Der Begriff „Machinima“ setzt sich aus „machine“, „cinema“ und „animation“ zusammen und beschreibt animierte Filme, die unter Zuhilfenahme von „Game-Engines“ erstellt werden. Sind herkömmliche Animationsfilme wie "Toy Story" oder "Ice Age" sehr beliebt, jedoch genauso kostspielig und daher für Laien kaum zu realisieren, bieten solche Techniken zahlreiche Vorteile: Der Regisseur kann sich den bereits vorhandenen Objekten und Schauplätzen bedienen und seine ganz eigene Geschichte erzählen. Besonders Kreativität und Talent sind bei dieser Kunst gefragt. Einige Machinimas beweisen, dass eine gute Geschichte kein hohes Budget braucht, um erzählt werden zu können.

Einige digitale Spiele, wie z. B. „Die Sims“ beinhalten bereits einen Modus, in dem man eigens arrangierte Spielszenen filmen kann. Diese gilt es nun mit einem Videoschnittprogramm zu bearbeiten sowie mit passenden Klängen und Dialogen auszustaffieren – und fertig ist ein eigener Animationsfilm.

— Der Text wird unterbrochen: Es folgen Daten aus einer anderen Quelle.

// =============================================================================
// Typed error taxonomy
// =============================================================================
//
// `ConfigError` is the only error kind that is ever fatal (§7 kind 6): a bad
// config fails the process at startup rather than letting the pipeline limp
// along with nonsensical thresholds. Everything else in the pipeline is
// caught, logged, and skipped — see `stream_consumer` and `webhook_dispatcher`
// for the at-least-once-and-never-crash handling those components own
// themselves instead of propagating a typed error up through here.
// =============================================================================

use thiserror::Error;

/// A configuration value failed validation at startup. The process must exit
/// non-zero when this is returned from `RuntimeConfig::validate`.
#[derive(Debug, Error)]
pub enum ConfigError {
    #[error("risk.threshold must be within [0, 1], got {0}")]
    RiskThresholdOutOfRange(f64),

    #[error("risk.level.thresholds must be non-decreasing (medium <= high <= critical), got medium={medium}, high={high}, critical={critical}")]
    RiskLevelThresholdsNotOrdered {
        medium: f64,
        high: f64,
        critical: f64,
    },

    #[error("webhook.poolSize must be > 0 when webhook.enabled is true")]
    WebhookPoolSizeZero,

    #[error("webhook.maxRetries too large ({0}); refusing to configure unbounded retry storms")]
    WebhookMaxRetriesUnreasonable(u32),

    #[error("recentAlerts.max must be > 0, got {0}")]
    RecentAlertsMaxZero(usize),

    #[error("window.durationMs must be >= window.velocity1mMs, got duration={duration_ms}, velocity1m={velocity1m_ms}")]
    WindowDurationTooShort { duration_ms: u64, velocity1m_ms: u64 },

    #[error("consumer.bootstrapServers must not be blank")]
    BlankBootstrapServers,

    #[error("http.bindAddr is not a valid socket address: {0}")]
    InvalidBindAddr(String),
}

Hier finden Sie einige Beispiele, die mit dieser Technik erstellt wurden. Ein weiteres Beispiel hierfür ist das Spiel „The Movies“, bei dem es das Ziel ist, ein eigenes Fernsehstudio zu leiten. Neben diesem Management besteht auch die Möglichkeit, ein eigenes Drehbuch zu entwickeln und dieses im Film-Editor“ umzusetzen. So kann sich der Spieler je nach Genre für dramatische, romantische oder actiongeladene Szenen entscheiden. Auch hat er freie Hand bei der Wahl von Darstellern, Kostümen und Kulissen.